(Washington, D.C. – October 4, 2024) The U.S. Supreme Court today denied requests from the court’s shadow docket for emergency stays of two EPA actions that protect the people across the country from dangerous climate and air pollution. 

The Court’s decisions mean the methane standards for the oil and gas sector, and a vital update to the Mercury and Air Toxics Standards, will remain in place while challenges to them are considered by the U.S. Court of Appeals for the D.C. Circuit. Environmental Defense Fund is a formal party before the Court participating in these cases.

“EPA’s vital protections addressing oil and gas methane and air toxics from coal plants are helping ensure healthier, longer lives for millions of people across the country,” said Vickie Patton, EDF General Counsel. “EPA is carrying out our nation’s clean air laws to protect our children and our communities from dangerous air pollution. The recent extreme weather events that have caused death and devastation across large parts of our nation are a stark reminder that we urgently need solutions to address pollution.

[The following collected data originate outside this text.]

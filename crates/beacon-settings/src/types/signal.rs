//! Discovery, transport, network, and logging settings.

use std::time::Duration;

use serde::{Deserialize, Serialize};

/// Name resolution settings.
#[derive(Clone, Debug, Serialize, Deserialize)]
#[serde(rename_all = "camelCase", default)]
pub struct DiscoverySettings {
    /// How long `from_parent` waits for a name to be published.
    pub timeout_ms: u64,
}

impl DiscoverySettings {
    /// Discovery timeout as a [`Duration`].
    #[must_use]
    pub fn timeout(&self) -> Duration {
        Duration::from_millis(self.timeout_ms)
    }
}

impl Default for DiscoverySettings {
    fn default() -> Self {
        Self { timeout_ms: 5_000 }
    }
}

/// Limits the transport enforces on each packet.
#[derive(Clone, Debug, Serialize, Deserialize)]
#[serde(rename_all = "camelCase", default)]
pub struct TransportSettings {
    /// Maximum encoded size of one packet in bytes.
    pub max_payload_bytes: usize,
    /// Maximum number of arguments in one tuple.
    pub max_args: usize,
}

impl Default for TransportSettings {
    fn default() -> Self {
        Self {
            max_payload_bytes: 65_536,
            max_args: 64,
        }
    }
}

/// Network method call settings.
#[derive(Clone, Debug, Serialize, Deserialize)]
#[serde(rename_all = "camelCase", default)]
pub struct NetworkSettings {
    /// How long `invoke` waits for a reply.
    pub call_timeout_ms: u64,
}

impl NetworkSettings {
    /// Call timeout as a [`Duration`].
    #[must_use]
    pub fn call_timeout(&self) -> Duration {
        Duration::from_millis(self.call_timeout_ms)
    }
}

impl Default for NetworkSettings {
    fn default() -> Self {
        Self {
            call_timeout_ms: 10_000,
        }
    }
}

/// Log output format.
#[derive(Clone, Copy, Debug, Default, PartialEq, Eq, Serialize, Deserialize)]
#[serde(rename_all = "lowercase")]
pub enum LogFormat {
    /// Human-readable compact lines.
    #[default]
    Compact,
    /// One JSON object per line.
    Json,
}

/// Logging configuration.
#[derive(Clone, Debug, Serialize, Deserialize)]
#[serde(rename_all = "camelCase", default)]
pub struct LoggingSettings {
    /// Minimum level (`trace`, `debug`, `info`, `warn`, `error`) or an
    /// `EnvFilter` directive string.
    pub level: String,
    /// Output format.
    pub format: LogFormat,
}

impl LoggingSettings {
    /// Install the global tracing subscriber described by these settings.
    pub fn init(&self) {
        match self.format {
            LogFormat::Compact => beacon_core::logging::init_subscriber(&self.level),
            LogFormat::Json => beacon_core::logging::init_json_subscriber(&self.level),
        }
    }
}

impl Default for LoggingSettings {
    fn default() -> Self {
        Self {
            level: "warn".to_string(),
            format: LogFormat::Compact,
        }
    }
}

We need to work together as a nation, and to end this senseless cycle of meritless and obstructionist litigation.”

Methane is a potent greenhouse gas that is responsible for about a third of the warming we are experiencing today. Reducing methane is vital for addressing the climate crisis that threatens all of us, and there are highly cost-effective and proven solutions available – many already being used through state and private sector actions.  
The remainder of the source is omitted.